After initially being puzzled about this question, because it felt natural that objects don't change their brightness depending on the distance to the eye (or camera), but only depending on the distance to the light source, I did a quick google search and found this great article. It is about this exact topic in photography and explains why the distance between the object and the camera is not relevant.
To summarize it: Yes, the arriving energy decreases proportional to
1/r². But consider this: As the distance increases the object also appears smaller, as well proportional to
1/r². While having less arriving energy, it also covers a smaller area of your field of view. Those two effects cancel each other out. Thus the object-camera distance does not influence the perceived brightness.

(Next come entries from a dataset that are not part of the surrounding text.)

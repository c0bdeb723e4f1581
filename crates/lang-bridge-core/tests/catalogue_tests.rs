use lang_bridge_core::{
    Catalogue, CatalogueBuilder, IgnoreList, LocaleFile, UnrecognizedPolicy, build,
};
use rstest::rstest;

fn files() -> Vec<LocaleFile> {
    vec![
        LocaleFile::parse("./en.json", br#"{"greeting": "Hello"}"#).unwrap(),
        LocaleFile::parse("./fr.json", br#"{"greeting": "Bonjour"}"#).unwrap(),
        LocaleFile::parse(
            "./en/auth.php",
            b"<?php return ['failed' => 'These credentials do not match our records.'];",
        )
        .unwrap(),
        LocaleFile::parse("./en/admin.json", br#"{"title": "Admin"}"#).unwrap(),
        LocaleFile::parse("./fr/auth.php", b"<?php return ['failed' => 'Identifiants incorrects.'];")
            .unwrap(),
        LocaleFile::parse("./fr/admin.json", br#"{"title": "Administration"}"#).unwrap(),
        LocaleFile::parse("./fr/admin/users.json", br#"{"title": "Utilisateurs"}"#).unwrap(),
    ]
}

#[rstest]
#[case("__global__")]
#[case("app")]
fn root_files_land_in_global_domain(#[case] global: &str) {
    let catalogue = build(files(), &IgnoreList::new(), global);

    let en = catalogue.get("en", global).unwrap();
    assert_eq!(en["greeting"].as_text(), Some("Hello"));
    assert!(catalogue.contains_key(&format!("fr.{}", global)));
}

#[test]
fn scoped_files_land_in_their_domain() {
    let catalogue = build(files(), &IgnoreList::new(), "__global__");

    let keys: Vec<&str> = catalogue.keys().collect();
    assert_eq!(
        keys,
        vec![
            "en.__global__",
            "fr.__global__",
            "en.auth",
            "en.admin",
            "fr.auth",
            "fr.admin",
        ]
    );
    assert_eq!(
        catalogue.get("fr", "auth").unwrap()["failed"].as_text(),
        Some("Identifiants incorrects.")
    );
}

#[test]
fn ignored_pairs_are_absent() {
    let ignore = IgnoreList::new().with("fr", ["admin"]);
    let catalogue = build(files(), &ignore, "__global__");

    assert!(!catalogue.contains_key("fr.admin"));
    assert!(catalogue.contains_key("en.admin"));
    assert!(catalogue.contains_key("fr.auth"));
}

#[test]
fn ignoring_a_locale_name_keeps_its_root_file() {
    let ignore = IgnoreList::new().with("fr", ["__global__", "auth", "admin"]);
    let catalogue = build(files(), &ignore, "__global__");

    assert!(catalogue.contains_key("fr.__global__"));
    assert_eq!(catalogue.domains("fr"), vec!["__global__"]);
}

#[test]
fn disjoint_ignore_lists_differ_only_by_ignored_entries() {
    let first = build(files(), &IgnoreList::new().with("fr", ["admin"]), "__global__");
    let second = build(files(), &IgnoreList::new().with("en", ["auth"]), "__global__");
    let none = build(files(), &IgnoreList::new(), "__global__");

    let missing = |catalogue: &Catalogue| -> Vec<String> {
        none.keys()
            .filter(|key| !catalogue.contains_key(key))
            .map(str::to_string)
            .collect()
    };

    assert_eq!(missing(&first), vec!["fr.admin"]);
    assert_eq!(missing(&second), vec!["en.auth"]);
    assert!(first.keys().all(|key| none.contains_key(key)));
    assert!(second.keys().all(|key| none.contains_key(key)));

    assert_eq!(
        build(files(), &IgnoreList::new().with("fr", ["admin"]), "__global__"),
        first
    );
}

#[test]
fn strict_builder_rejects_nested_directories() {
    let result = CatalogueBuilder::new("__global__")
        .unrecognized(UnrecognizedPolicy::Error)
        .build(files());

    assert!(result.is_err());
    assert!(
        result
            .unwrap_err()
            .to_string()
            .contains("./fr/admin/users.json")
    );
}
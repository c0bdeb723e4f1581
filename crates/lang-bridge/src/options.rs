use lang_bridge_core::{
    Catalogue, DEFAULT_GLOBAL_DOMAIN, DEFAULT_LOCALE, IgnoreList, UnrecognizedPolicy,
};

/// Install-time options.
///
/// ```
/// use lang_bridge::{IgnoreList, LangOptions};
///
/// let options = LangOptions::builder()
///     .fallback_locale("en")
///     .locale("fr")
///     .ignore(IgnoreList::new().with("fr", ["admin"]))
///     .build();
///
/// assert_eq!(options.global_translations_key, "__global__");
/// assert_eq!(options.initial_locale(), "fr");
/// ```
#[derive(Clone, Debug, bon::Builder)]
pub struct LangOptions {
    /// Locale consulted when a message is missing in the requested one.
    #[builder(into, default = DEFAULT_LOCALE.to_string())]
    pub fallback_locale: String,

    /// Locale selected at install. Defaults to the fallback locale.
    #[builder(into)]
    pub locale: Option<String>,

    /// Domain that root-level locale files are filed under, and that bare keys resolve against.
    ///
    /// Must match `[A-Za-z0-9_-]+`: the first `.` of a key ends its domain.
    /// Other values fail at install.
    #[builder(into, default = DEFAULT_GLOBAL_DOMAIN.to_string())]
    pub global_translations_key: String,

    /// Scoped `(locale, domain)` pairs to leave out of the catalogue.
    #[builder(default)]
    pub ignore: IgnoreList,

    /// A pre-built catalogue. When present, file discovery is skipped entirely.
    pub messages: Option<Catalogue>,

    /// Handling of discovered files that match neither locale layout.
    #[builder(default)]
    pub unrecognized: UnrecognizedPolicy,
}

impl Default for LangOptions {
    fn default() -> Self {
        Self::builder().build()
    }
}

impl LangOptions {
    pub fn initial_locale(&self) -> &str {
        self.locale.as_deref().unwrap_or(&self.fallback_locale)
    }

    /// Options mirroring a `lang.toml` file.
    #[cfg(feature = "toml")]
    pub fn from_config(config: &lang_bridge_toml::LangConfig) -> Self {
        Self {
            fallback_locale: config.fallback_locale.clone(),
            locale: config.locale.clone(),
            global_translations_key: config.global_translations_key.clone(),
            ignore: config.ignore.clone(),
            messages: None,
            unrecognized: config.unrecognized,
        }
    }
}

That's a question solved by looking at physical units.
The irradiance (watt per square metre) on the whole object determines it's illumination, this unit varies with distance between object and light because the "subtended surface" diminishes by
1/r² with the distance.
(The radiant flux (W) of the light being constant)

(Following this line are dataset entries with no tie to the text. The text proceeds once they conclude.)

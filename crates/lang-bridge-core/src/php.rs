//! Parser for PHP locale files.
//!
//! Only the subset that translation files use is understood:
//!
//! ```php
//! <?php
//!
//! return [
//!     'failed' => 'These credentials do not match our records.',
//!     "nested" => array('key' => 'Value ' . 'joined'),
//!     'list' => ['first', 'second'],
//! ];
//! ```

use crate::error::ResourceError;
use crate::messages::{Message, Messages};

/// Parses the `return [...]` array of a PHP locale file.
pub fn parse(source: &str) -> Result<Messages, ResourceError> {
    let mut parser = Parser { source, pos: 0 };

    parser.skip_trivia()?;
    if parser.eat("<?php") || parser.eat("<?") {
        parser.skip_trivia()?;
    }
    if parser.eat_keyword("declare") {
        parser.skip_statement()?;
        parser.skip_trivia()?;
    }
    if !parser.eat_keyword("return") {
        return Err(parser.error("expected 'return'"));
    }
    parser.skip_trivia()?;

    let messages = parser.parse_array()?;

    parser.skip_trivia()?;
    parser.eat(";");
    parser.skip_trivia()?;
    parser.eat("?>");
    parser.skip_trivia()?;

    if parser.pos < source.len() {
        return Err(parser.error("unexpected content after the returned array"));
    }

    Ok(messages)
}

enum Value {
    Text(String),
    Null,
    Array(Messages),
}

struct Parser<'a> {
    source: &'a str,
    pos: usize,
}

impl<'a> Parser<'a> {
    fn rest(&self) -> &'a str {
        &self.source[self.pos..]
    }

    fn peek(&self) -> Option<char> {
        self.rest().chars().next()
    }

    fn bump(&mut self) -> Option<char> {
        let c = self.peek()?;
        self.pos += c.len_utf8();
        Some(c)
    }

    fn eat(&mut self, token: &str) -> bool {
        if self.rest().starts_with(token) {
            self.pos += token.len();
            true
        } else {
            false
        }
    }

    fn at_keyword(&self, keyword: &str) -> bool {
        let rest = self.rest();
        match rest.get(..keyword.len()) {
            Some(head) if head.eq_ignore_ascii_case(keyword) => rest[keyword.len()..]
                .chars()
                .next()
                .is_none_or(|c| !(c.is_ascii_alphanumeric() || c == '_')),
            _ => false,
        }
    }

    fn eat_keyword(&mut self, keyword: &str) -> bool {
        if self.at_keyword(keyword) {
            self.pos += keyword.len();
            true
        } else {
            false
        }
    }

    fn error(&self, message: impl Into<String>) -> ResourceError {
        ResourceError::Php {
            offset: self.pos,
            message: message.into(),
        }
    }

    /// Skips whitespace and `//`, `#` and `/* */` comments.
    fn skip_trivia(&mut self) -> Result<(), ResourceError> {
        loop {
            let trimmed = self.rest().trim_start();
            self.pos = self.source.len() - trimmed.len();

            if self.rest().starts_with("//") || self.rest().starts_with('#') {
                let line_end = self.rest().find('\n').unwrap_or(self.rest().len());
                self.pos += line_end;
            } else if self.rest().starts_with("/*") {
                match self.rest()[2..].find("*/") {
                    Some(end) => self.pos += end + 4,
                    None => return Err(self.error("unterminated block comment")),
                }
            } else {
                return Ok(());
            }
        }
    }

    fn skip_statement(&mut self) -> Result<(), ResourceError> {
        match self.rest().find(';') {
            Some(end) => {
                self.pos += end + 1;
                Ok(())
            },
            None => Err(self.error("unterminated statement")),
        }
    }

    fn parse_array(&mut self) -> Result<Messages, ResourceError> {
        let close = if self.eat("[") {
            ']'
        } else if self.eat_keyword("array") {
            self.skip_trivia()?;
            if !self.eat("(") {
                return Err(self.error("expected '(' after 'array'"));
            }
            ')'
        } else {
            return Err(self.error("expected an array literal"));
        };

        let mut messages = Messages::new();
        // `None` once `i64::MAX` has been used as a key.
        let mut next_index: Option<i64> = Some(0);

        loop {
            self.skip_trivia()?;
            if self.peek() == Some(close) {
                self.bump();
                return Ok(messages);
            }

            let first = self.parse_expression()?;
            self.skip_trivia()?;

            let (key, value) = if self.eat("=>") {
                let key = match first {
                    Value::Text(key) => key,
                    Value::Null => String::new(),
                    Value::Array(_) => return Err(self.error("array keys must be scalars")),
                };
                self.skip_trivia()?;
                (key, self.parse_expression()?)
            } else {
                let Some(index) = next_index else {
                    return Err(self.error("array index overflow"));
                };
                (index.to_string(), first)
            };

            if let Ok(index) = key.parse::<i64>() {
                next_index = next_index
                    .and_then(|next| index.checked_add(1).map(|following| next.max(following)));
            }

            match value {
                Value::Text(text) => {
                    messages.insert(key, Message::Text(text));
                },
                Value::Array(group) => {
                    messages.insert(key, Message::Group(group));
                },
                Value::Null => {},
            }

            self.skip_trivia()?;
            if self.eat(",") {
                continue;
            }
            if self.peek() == Some(close) {
                self.bump();
                return Ok(messages);
            }
            return Err(self.error(format!("expected ',' or '{}'", close)));
        }
    }

    /// A value, optionally joined to further string values with `.`.
    fn parse_expression(&mut self) -> Result<Value, ResourceError> {
        let mut value = self.parse_value()?;

        loop {
            self.skip_trivia()?;
            if !self.rest().starts_with('.') {
                return Ok(value);
            }
            let Value::Text(mut joined) = value else {
                return Err(self.error("only strings can be concatenated"));
            };
            self.bump();
            self.skip_trivia()?;
            match self.parse_value()? {
                Value::Text(next) => joined.push_str(&next),
                Value::Null => {},
                Value::Array(_) => return Err(self.error("only strings can be concatenated")),
            }
            value = Value::Text(joined);
        }
    }

    fn parse_value(&mut self) -> Result<Value, ResourceError> {
        if self.at_keyword("array") {
            return self.parse_array().map(Value::Array);
        }
        if self.eat_keyword("true") {
            return Ok(Value::Text("true".to_string()));
        }
        if self.eat_keyword("false") {
            return Ok(Value::Text("false".to_string()));
        }
        if self.eat_keyword("null") {
            return Ok(Value::Null);
        }

        match self.peek() {
            Some('\'') => self.parse_single_quoted().map(Value::Text),
            Some('"') => self.parse_double_quoted().map(Value::Text),
            Some('[') => self.parse_array().map(Value::Array),
            Some(c) if c == '-' || c == '+' || c.is_ascii_digit() => {
                Ok(Value::Text(self.parse_number()))
            },
            Some(c) => Err(self.error(format!("unsupported expression starting with '{}'", c))),
            None => Err(self.error("unexpected end of input")),
        }
    }

    fn parse_number(&mut self) -> String {
        let start = self.pos;
        if matches!(self.peek(), Some('-' | '+')) {
            self.bump();
        }
        while let Some(c) = self.peek() {
            if c.is_ascii_digit() || c == '_' {
                self.bump();
            } else if c == '.' && self.rest()[1..].starts_with(|n: char| n.is_ascii_digit()) {
                self.bump();
            } else {
                break;
            }
        }
        self.source[start..self.pos]
            .trim_start_matches('+')
            .replace('_', "")
    }

    fn parse_single_quoted(&mut self) -> Result<String, ResourceError> {
        let start = self.pos;
        self.bump();
        let mut out = String::new();

        loop {
            match self.bump() {
                Some('\'') => return Ok(out),
                Some('\\') => match self.peek() {
                    Some(c @ ('\'' | '\\')) => {
                        self.bump();
                        out.push(c);
                    },
                    _ => out.push('\\'),
                },
                Some(c) => out.push(c),
                None => {
                    self.pos = start;
                    return Err(self.error("unterminated string"));
                },
            }
        }
    }

    fn parse_double_quoted(&mut self) -> Result<String, ResourceError> {
        let start = self.pos;
        self.bump();
        let mut out = String::new();

        loop {
            match self.bump() {
                Some('"') => return Ok(out),
                Some('\\') => {
                    let escaped = match self.peek() {
                        Some('n') => Some('\n'),
                        Some('t') => Some('\t'),
                        Some('r') => Some('\r'),
                        Some(c @ ('"' | '\\' | '$')) => Some(c),
                        _ => None,
                    };
                    match escaped {
                        Some(c) => {
                            self.bump();
                            out.push(c);
                        },
                        None => out.push('\\'),
                    }
                },
                Some(c) => out.push(c),
                None => {
                    self.pos = start;
                    return Err(self.error("unterminated string"));
                },
            }
        }
    }
}

#[cfg(test)]
mod tests {
    use super::*;
    use crate::messages::lookup;

    fn text<'a>(messages: &'a Messages, path: &str) -> Option<&'a str> {
        lookup(messages, path).and_then(Message::as_text)
    }

    #[test]
    fn parses_short_array_syntax() {
        let source = r#"<?php

return [
    'failed' => 'These credentials do not match our records.',
    'throttle' => "Too many login attempts. Try again in :seconds seconds.",
];
"#;
        let messages = parse(source).unwrap();

        assert_eq!(messages.len(), 2);
        assert_eq!(
            text(&messages, "failed"),
            Some("These credentials do not match our records.")
        );
        assert_eq!(
            text(&messages, "throttle"),
            Some("Too many login attempts. Try again in :seconds seconds.")
        );
    }

    #[test]
    fn parses_long_array_syntax_and_nesting() {
        let source = r#"<?php
// Validation lines
return array(
    'between' => array(
        'numeric' => 'The :attribute must be between :min and :max.',
        'string'  => [ 'chars' => 'too long' ],
    ),
    /* block */
    'accepted' => 'The :attribute must be accepted.', # trailing
);"#;
        let messages = parse(source).unwrap();

        assert_eq!(
            text(&messages, "between.numeric"),
            Some("The :attribute must be between :min and :max.")
        );
        assert_eq!(text(&messages, "between.string.chars"), Some("too long"));
        assert_eq!(
            text(&messages, "accepted"),
            Some("The :attribute must be accepted.")
        );
    }

    #[test]
    fn handles_escapes() {
        let messages =
            parse(r#"<?php return ['a' => 'It\'s \\ ok \n', 'b' => "say \"hi\"\n\$x"];"#).unwrap();

        assert_eq!(text(&messages, "a"), Some("It's \\ ok \\n"));
        assert_eq!(text(&messages, "b"), Some("say \"hi\"\n$x"));
    }

    #[test]
    fn positional_and_integer_keys() {
        let messages = parse("<?php return ['zero', 5 => 'five', 'six', 'x' => 1.5, 'neg' => -2];").unwrap();

        assert_eq!(text(&messages, "0"), Some("zero"));
        assert_eq!(text(&messages, "5"), Some("five"));
        assert_eq!(text(&messages, "6"), Some("six"));
        assert_eq!(text(&messages, "x"), Some("1.5"));
        assert_eq!(text(&messages, "neg"), Some("-2"));
    }

    #[test]
    fn concatenation_and_literals() {
        let messages = parse(
            "<?php declare(strict_types=1); return ['joined' => 'a' . \"b\" . 'c', 'on' => true, 'off' => FALSE, 'none' => null];",
        )
        .unwrap();

        assert_eq!(text(&messages, "joined"), Some("abc"));
        assert_eq!(text(&messages, "on"), Some("true"));
        assert_eq!(text(&messages, "off"), Some("false"));
        assert!(!messages.contains_key("none"));
    }

    #[test]
    fn empty_array() {
        assert!(parse("<?php return [];").unwrap().is_empty());
        assert!(parse("<?php return array();").unwrap().is_empty());
    }

    #[test]
    fn missing_return_is_an_error() {
        let err = parse("<?php $x = [];").unwrap_err();
        assert!(matches!(err, ResourceError::Php { offset: 6, .. }));
    }

    #[test]
    fn unterminated_string_reports_its_start() {
        let err = parse("<?php return ['a' => 'oops];").unwrap_err();
        assert!(matches!(err, ResourceError::Php { offset: 21, .. }));
    }

    #[test]
    fn missing_separator_is_an_error() {
        let err = parse("<?php return ['a' => 'x' 'b' => 'y'];").unwrap_err();
        assert!(
            matches!(err, ResourceError::Php { ref message, .. } if message.contains("expected ','"))
        );
    }

    #[test]
    fn largest_integer_key() {
        let messages = parse("<?php return [9223372036854775807 => 'max'];").unwrap();
        assert_eq!(text(&messages, "9223372036854775807"), Some("max"));

        let err = parse("<?php return [9223372036854775807 => 'max', 'next'];").unwrap_err();
        assert!(
            matches!(err, ResourceError::Php { ref message, .. } if message == "array index overflow")
        );
    }

    #[test]
    fn trailing_content_is_an_error() {
        assert!(parse("<?php return []; echo 'x';").is_err());
    }
}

For simplicity let's imagine a case where the light is at the camera position and we are looking at a white disc. The radiance of the disk is the emitted light by its surface considering our vision angle : in watt per steradian per square metre.

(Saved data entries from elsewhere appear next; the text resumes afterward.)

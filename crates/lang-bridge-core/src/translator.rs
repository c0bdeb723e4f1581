use crate::catalogue::Catalogue;
use indexmap::IndexMap;

/// Values substituted for `:name` placeholders.
#[derive(Clone, Debug, Default, Eq, PartialEq)]
pub struct Replacements(IndexMap<String, String>);

impl Replacements {
    pub fn new() -> Self {
        Self::default()
    }

    pub fn with(mut self, name: impl Into<String>, value: impl ToString) -> Self {
        self.insert(name, value);
        self
    }

    pub fn insert(&mut self, name: impl Into<String>, value: impl ToString) {
        self.0.insert(name.into(), value.to_string());
    }

    pub fn get(&self, name: &str) -> Option<&str> {
        self.0.get(name).map(String::as_str)
    }

    pub fn contains(&self, name: &str) -> bool {
        self.0.contains_key(name)
    }

    pub fn iter(&self) -> impl Iterator<Item = (&str, &str)> {
        self.0.iter().map(|(k, v)| (k.as_str(), v.as_str()))
    }

    pub fn len(&self) -> usize {
        self.0.len()
    }

    pub fn is_empty(&self) -> bool {
        self.0.is_empty()
    }
}

impl<K: Into<String>, V: ToString> FromIterator<(K, V)> for Replacements {
    fn from_iter<T: IntoIterator<Item = (K, V)>>(iter: T) -> Self {
        let mut replacements = Self::new();
        for (name, value) in iter {
            replacements.insert(name, value);
        }
        replacements
    }
}

impl<K: Into<String>, V: ToString, const N: usize> From<[(K, V); N]> for Replacements {
    fn from(pairs: [(K, V); N]) -> Self {
        pairs.into_iter().collect()
    }
}

/// A translation engine backed by a [`Catalogue`].
///
/// Lookups never fail: a key that cannot be resolved is returned verbatim.
pub trait Translator: Send + Sync {
    /// Translates `key` (`"<domain>.<key>"`) in `locale`, or the current locale.
    fn get(&self, key: &str, replacements: Option<&Replacements>, locale: Option<&str>) -> String;

    /// Returns `true` when `key` resolves to a string in `locale` or one of its fallbacks.
    fn has(&self, key: &str, locale: Option<&str>) -> bool;

    /// Picks the plural form of `key` matching `count`.
    fn choice(
        &self,
        key: &str,
        count: i64,
        replacements: Option<&Replacements>,
        locale: Option<&str>,
    ) -> String;

    fn locale(&self) -> String;

    fn set_locale(&self, locale: &str);

    fn fallback_locale(&self) -> String;

    fn messages(&self) -> &Catalogue;
}

/// Substitutes `:name`, `:Name` and `:NAME` placeholders.
///
/// Longer names are replaced first so `:names` is not clobbered by `:name`.
pub fn apply_replacements(message: &str, replacements: &Replacements) -> String {
    let mut names: Vec<(&str, &str)> = replacements.iter().collect();
    names.sort_by(|a, b| b.0.len().cmp(&a.0.len()));

    let mut out = message.to_string();
    for (name, value) in names {
        if name.is_empty() {
            continue;
        }
        out = out
            .replace(&format!(":{}", name.to_uppercase()), &value.to_uppercase())
            .replace(&format!(":{}", capitalize(name)), &capitalize(value))
            .replace(&format!(":{}", name), value);
    }
    out
}

fn capitalize(value: &str) -> String {
    let mut chars = value.chars();
    match chars.next() {
        Some(first) => first.to_uppercase().chain(chars).collect(),
        None => String::new(),
    }
}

The radiance is necessarily less than its irradiance if the material is diffuse. Why is that ? because the camera only subtends a tiny angle of the total re-emission directions; while the disc re-emits its energy at
2π steradian (hemisphere).
So the radiance seen by the camera is
irradiance / 2π. As you can see it does not depend on the distance between the object and the camera. Now, radiance is a unit per square meter, which means it defines "light intensity" per area, so when discretized, it means that it is the pixel value :)
I hope I'm right, this is always confusing.